NDTV reported on the song's release, saying that viewers were "guaranteed to play it on loop". News18 reported that it was the second most-viewed song from the movie Kabir Singh. On the T-Series YouTube channel, "Tujhe Kitna Chahne Lage" was streamed 96 million times in the first month of the film's release, placing it second among the songs from the Kabir Singh soundtrack.

Spotify announced that "Tujhe Kitna Chahne Lage" was the second most-streamed song of 2019 in India. Another song from the same film, "Bekhayali", was third.

==Reception==
India Today reported that "Tujhe Kitna Chahne Lage" was a sure candidate as "the next anthem for broken hearts". It described the song as an "off-beat sad-romantic number" that was different from other conventional songs of similar type. The Times of India said: "the song very beautifully captures the emotions of the one smitten by love and at the same time, describes the pain of losing that someone special." Scroll.in characterised Kabir Singhs songs, including "Tujhe Kitna Chahne Lage", as "saccharine rock".
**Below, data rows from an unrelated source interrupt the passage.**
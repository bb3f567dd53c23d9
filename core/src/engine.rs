//! Scan orchestration: load, scan, synthesize and reconcile.

use std::collections::BTreeMap;
use std::path::{Path, PathBuf};
use std::sync::atomic::{AtomicBool, Ordering};
use std::sync::{mpsc, Arc};
use std::time::{Duration, Instant};

use rayon::prelude::*;
use serde::{Deserialize, Serialize};

use crate::error::ScanError;
use crate::files::{self, CandidateFile, SourceUnit};
use crate::finding::{Finding, FindingKind, Severity};
use crate::gaps::{self, ContractTable, GapContext, TestIndex};
use crate::markers::{Marker, MarkerScanner};
use crate::patterns::{self, run_isolated, CheckContext, ClosedTypeTable};
use crate::reconcile::Reconciler;
use crate::{AnalysisDepth, Config};

pub use crate::files::SkippedFile;

/// Counts shown at the top of every report.
#[derive(Debug, Clone, Default, PartialEq, Eq, Serialize, Deserialize)]
pub struct ScanSummary {
    pub files_enumerated: usize,
    pub files_analyzed: usize,
    pub files_skipped: usize,
    pub markers: usize,
    pub missing: usize,
    /// Generated findings an existing marker already covers.
    pub suppressed: usize,
    pub by_kind: BTreeMap<FindingKind, usize>,
    pub by_severity: BTreeMap<Severity, usize>,
}

/// Everything one scan produced.
#[derive(Debug, Clone, Serialize, Deserialize)]
pub struct ScanOutcome {
    pub root: String,
    pub depth: AnalysisDepth,
    /// Existing markers and missing findings, severity-grouped.
    pub findings: Vec<Finding>,
    /// Generated findings no existing marker covers.
    pub missing: Vec<Finding>,
    pub markers: Vec<Marker>,
    pub skipped: Vec<SkippedFile>,
    pub summary: ScanSummary,
}

impl ScanOutcome {
    pub fn has_findings(&self) -> bool {
        !self.findings.is_empty()
    }
}

struct Inner {
    config: Config,
    markers: MarkerScanner,
}

/// Compiled engine. Cheap to clone; each scan is independent.
#[derive(Clone)]
pub struct Analyzer {
    inner: Arc<Inner>,
}

impl Analyzer {
    /// Compile every configurable matcher; bad patterns are fatal here, never mid-scan.
    pub fn new(config: Config) -> Result<Self, ScanError> {
        files::build_ignore_set(&config.filter.ignore_globs)?;
        if !(0.0..=1.0).contains(&config.dedup.min_overlap_ratio) {
            return Err(ScanError::InvalidConfig(format!(
                "dedup.min_overlap_ratio must be within 0..=1, got {}",
                config.dedup.min_overlap_ratio
            )));
        }
        if config.parallelism == Some(0) {
            return Err(ScanError::InvalidConfig("parallelism must be at least 1".into()));
        }
        let markers = MarkerScanner::new(&config.markers)?;
        Ok(Self {
            inner: Arc::new(Inner { config, markers }),
        })
    }

    pub fn config(&self) -> &Config {
        &self.inner.config
    }

    /// Enumerate `root` with the configured filter policy and analyze the result.
    pub fn scan(&self, root: &Path) -> Result<ScanOutcome, ScanError> {
        let started = Instant::now();
        let enumeration = files::enumerate(root, &self.inner.config.filter)?;
        tracing::debug!(
            files = enumeration.files.len(),
            skipped = enumeration.skipped.len(),
            elapsed_ms = started.elapsed().as_millis() as u64,
            "enumerated candidate files"
        );
        self.bounded(root, enumeration.files, enumeration.skipped)
    }

    /// Analyze caller-enumerated files. `root` is only used for display and errors.
    pub fn analyze(
        &self,
        root: &Path,
        files: Vec<CandidateFile>,
    ) -> Result<ScanOutcome, ScanError> {
        self.bounded(root, files, Vec::new())
    }

    fn bounded(
        &self,
        root: &Path,
        files: Vec<CandidateFile>,
        skipped: Vec<SkippedFile>,
    ) -> Result<ScanOutcome, ScanError> {
        let Some(limit) = self.inner.config.timeout_secs.map(Duration::from_secs) else {
            return self.inner.run(root, files, skipped, &AtomicBool::new(false));
        };

        let cancel = Arc::new(AtomicBool::new(false));
        let (tx, rx) = mpsc::channel();
        let inner = Arc::clone(&self.inner);
        let flag = Arc::clone(&cancel);
        let root_buf = root.to_path_buf();
        std::thread::Builder::new()
            .name("gapscan-scan".into())
            .spawn(move || {
                // The receiver is gone after a timeout; the late result is dropped.
                let _ = tx.send(inner.run(&root_buf, files, skipped, &flag));
            })
            .map_err(|err| ScanError::WorkerPool(err.to_string()))?;

        match rx.recv_timeout(limit) {
            Ok(result) => result,
            Err(mpsc::RecvTimeoutError::Timeout) => {
                cancel.store(true, Ordering::Relaxed);
                tracing::warn!(
                    timeout_secs = limit.as_secs(),
                    "scan timed out; discarding partial results"
                );
                Err(ScanError::TimedOut(limit))
            }
            Err(mpsc::RecvTimeoutError::Disconnected) => Err(ScanError::WorkerPool(
                "scan thread exited without a result".into(),
            )),
        }
    }
}

enum Loaded {
    Unit(SourceUnit, Vec<Marker>),
    Skipped(SkippedFile),
    Cancelled,
}

impl Inner {
    fn run(
        &self,
        root: &Path,
        files: Vec<CandidateFile>,
        mut skipped: Vec<SkippedFile>,
        cancel: &AtomicBool,
    ) -> Result<ScanOutcome, ScanError> {
        let config = &self.config;
        let mut builder =
            rayon::ThreadPoolBuilder::new().thread_name(|idx| format!("gapscan-worker-{idx}"));
        if let Some(threads) = config.parallelism {
            builder = builder.num_threads(threads);
        }
        let pool = builder
            .build()
            .map_err(|err| ScanError::WorkerPool(err.to_string()))?;
        let timed_out =
            || ScanError::TimedOut(Duration::from_secs(config.timeout_secs.unwrap_or(0)));

        let enumerated = files.len();
        let started = Instant::now();
        let loaded: Vec<Loaded> = pool.install(|| {
            files
                .par_iter()
                .map(|candidate| self.load(candidate, cancel))
                .collect()
        });
        let mut units = Vec::with_capacity(loaded.len());
        let mut markers = Vec::new();
        for item in loaded {
            match item {
                Loaded::Unit(unit, found) => {
                    units.push(unit);
                    markers.extend(found);
                }
                Loaded::Skipped(skip) => skipped.push(skip),
                Loaded::Cancelled => return Err(timed_out()),
            }
        }
        tracing::debug!(
            units = units.len(),
            markers = markers.len(),
            elapsed_ms = started.elapsed().as_millis() as u64,
            "loaded and parsed files"
        );
        if units.is_empty() {
            return Err(ScanError::NoReadableFiles(root.to_path_buf()));
        }

        let started = Instant::now();
        let closed_types = ClosedTypeTable::build(units.iter().filter_map(|u| u.tree.as_ref()));
        let contracts = ContractTable::build(
            units
                .iter()
                .filter_map(|u| u.tree.as_ref().map(|tree| (u.path.as_str(), tree))),
        );
        let tests = TestIndex::build(&units, &config.coverage);
        tracing::debug!(
            closed_types = closed_types.len(),
            contracts = contracts.len(),
            test_files = tests.test_file_count(),
            "built scan tables"
        );

        let produced: Vec<Option<Vec<Finding>>> = pool.install(|| {
            units
                .par_iter()
                .map(|unit| {
                    if cancel.load(Ordering::Relaxed) {
                        return None;
                    }
                    let mut found = Vec::new();
                    if let Some(ctx) =
                        CheckContext::for_unit(unit, &closed_types, &config.contracts)
                    {
                        found.extend(patterns::scan(&ctx));
                    }
                    found.extend(gaps::synthesize(&GapContext {
                        unit,
                        contracts: &contracts,
                        tests: &tests,
                        rules: &config.coverage,
                        depth: config.depth,
                    }));
                    Some(found)
                })
                .collect()
        });
        let mut generated = Vec::new();
        for found in produced {
            generated.extend(found.ok_or_else(timed_out)?);
        }
        tracing::debug!(
            generated = generated.len(),
            elapsed_ms = started.elapsed().as_millis() as u64,
            "ran structural checks and gap synthesis"
        );
        if cancel.load(Ordering::Relaxed) {
            return Err(timed_out());
        }

        let file_order: Vec<String> = units.iter().map(|u| u.path.clone()).collect();
        let files_analyzed = units.len();
        let reconciled = Reconciler::new(config.dedup, &config.severity_overrides, &file_order)
            .reconcile(&markers, &generated);

        let mut by_kind = BTreeMap::new();
        let mut by_severity = BTreeMap::new();
        for finding in &reconciled.findings {
            *by_kind.entry(finding.kind).or_insert(0) += 1;
            *by_severity.entry(finding.severity).or_insert(0) += 1;
        }
        let summary = ScanSummary {
            files_enumerated: enumerated,
            files_analyzed,
            files_skipped: skipped.len(),
            markers: reconciled.markers.len(),
            missing: reconciled.missing.len(),
            suppressed: reconciled.suppressed,
            by_kind,
            by_severity,
        };
        tracing::debug!(
            findings = reconciled.findings.len(),
            missing = summary.missing,
            suppressed = summary.suppressed,
            "reconciled findings"
        );

        Ok(ScanOutcome {
            root: display_root(root),
            depth: config.depth,
            findings: reconciled.findings,
            missing: reconciled.missing,
            markers: reconciled.markers,
            skipped,
            summary,
        })
    }

    fn load(&self, candidate: &CandidateFile, cancel: &AtomicBool) -> Loaded {
        if cancel.load(Ordering::Relaxed) {
            return Loaded::Cancelled;
        }
        let loaded = run_isolated("parse", &candidate.rel, || SourceUnit::load(candidate));
        let mut unit = match loaded {
            Some(Ok(unit)) => unit,
            Some(Err(skip)) => return Loaded::Skipped(skip),
            None => {
                return Loaded::Skipped(SkippedFile {
                    file: candidate.rel.clone(),
                    reason: "internal error while parsing".into(),
                })
            }
        };
        if let Some(language) = unit.language {
            if !self.config.languages.contains(&language) {
                unit.tree = None;
            }
        }
        let markers = run_isolated("annotation-scan", &unit.path, || {
            self.markers.scan(&unit.path, &unit.extension, &unit.text)
        })
        .unwrap_or_default();
        Loaded::Unit(unit, markers)
    }
}

fn display_root(root: &Path) -> String {
    let shown: PathBuf = root.components().collect();
    shown.to_string_lossy().replace('\\', "/")
}

#[cfg(test)]
mod tests {
    use super::*;

    fn analyze(files: Vec<CandidateFile>, config: Config) -> ScanOutcome {
        Analyzer::new(config)
            .unwrap()
            .analyze(Path::new("project"), files)
            .unwrap()
    }

    #[test]
    fn invalid_patterns_fail_at_construction() {
        let mut config = Config::default();
        config.markers.reference_pattern = "(unclosed".into();
        assert!(matches!(Analyzer::new(config), Err(ScanError::InvalidConfig(_))));

        let mut config = Config::default();
        config.filter.ignore_globs = vec!["[".into()];
        assert!(matches!(Analyzer::new(config), Err(ScanError::InvalidConfig(_))));

        let mut config = Config::default();
        config.dedup.min_overlap_ratio = 1.5;
        assert!(matches!(Analyzer::new(config), Err(ScanError::InvalidConfig(_))));
    }

    #[test]
    fn no_candidates_is_fatal() {
        let analyzer = Analyzer::new(Config::default()).unwrap();
        let err = analyzer.analyze(Path::new("empty"), Vec::new()).unwrap_err();
        assert!(matches!(err, ScanError::NoReadableFiles(_)));
    }

    #[test]
    fn unreadable_files_are_skipped_not_fatal() {
        let files = vec![
            CandidateFile::on_disk(PathBuf::from("/no/such/file.ts"), "gone.ts".into()),
            CandidateFile::in_memory("ok.ts", "// TODO: wire up retries\nexport const x = 1;\n"),
        ];
        let outcome = analyze(files, Config::default());
        assert_eq!(outcome.skipped.len(), 1);
        assert_eq!(outcome.skipped[0].file, "gone.ts");
        assert_eq!(outcome.summary.files_analyzed, 1);
        assert_eq!(outcome.markers.len(), 1);
    }

    #[test]
    fn summary_counts_match_findings() {
        let files = vec![
            CandidateFile::in_memory(
                "a.ts",
                "function run() {\n  try {\n    go();\n  } catch (e) {\n  }\n}\n",
            ),
            CandidateFile::in_memory(
                "b.py",
                "# FIXME: crash on empty input\ndef noop():\n    pass\n",
            ),
        ];
        let outcome = analyze(files, Config::default());
        let total: usize = outcome.summary.by_severity.values().sum();
        assert_eq!(total, outcome.findings.len());
        assert_eq!(outcome.summary.by_kind.get(&FindingKind::PreexistingMarker), Some(&1));
        assert_eq!(outcome.summary.by_kind.get(&FindingKind::WeakErrorHandling), Some(&1));
        assert_eq!(outcome.findings[0].severity, Severity::High);
    }

    #[test]
    fn languages_outside_the_allow_list_get_markers_only() {
        let config = Config {
            languages: vec![crate::Language::Python],
            ..Config::default()
        };
        let files = vec![CandidateFile::in_memory(
            "a.ts",
            "// TODO: add caching\nfunction f() {\n}\n",
        )];
        let outcome = analyze(files, config);
        assert_eq!(outcome.findings.len(), 1);
        assert_eq!(outcome.findings[0].kind, FindingKind::PreexistingMarker);
    }

    #[test]
    fn parallelism_does_not_change_results() {
        let files: Vec<CandidateFile> = (0..12)
            .map(|i| {
                CandidateFile::in_memory(
                    format!("m{i:02}.js"),
                    format!("function f{i}() {{}}\n// TODO: item {i}\n"),
                )
            })
            .collect();
        let one = analyze(files.clone(), Config { parallelism: Some(1), ..Config::default() });
        let many = analyze(files, Config { parallelism: Some(4), ..Config::default() });
        assert_eq!(one.findings, many.findings);
        assert_eq!(one.summary, many.summary);
    }

    #[test]
    fn zero_timeout_fails_closed() {
        let files: Vec<CandidateFile> = (0..200)
            .map(|i| {
                CandidateFile::in_memory(
                    format!("f{i:03}.ts"),
                    "function f(a: number): string {\n  return null;\n}\n",
                )
            })
            .collect();
        let analyzer = Analyzer::new(Config {
            timeout_secs: Some(0),
            ..Config::default()
        })
        .unwrap();
        let err = analyzer.analyze(Path::new("project"), files).unwrap_err();
        assert!(matches!(err, ScanError::TimedOut(_)));
    }
}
DNA India reported that the song was "a soulful heart-wrenching melody".

"Tujhe Kitna Chahne Lage" is called a "tearjerker" in the title of another Scroll.in review, in which the song is described as a "pensive ballad that speaks of the hero's heartbreak". The Statesman called the song a "sad romantic track", and "an off-beat-romantic number". SpotboyE called the song "melancholic yet beautiful".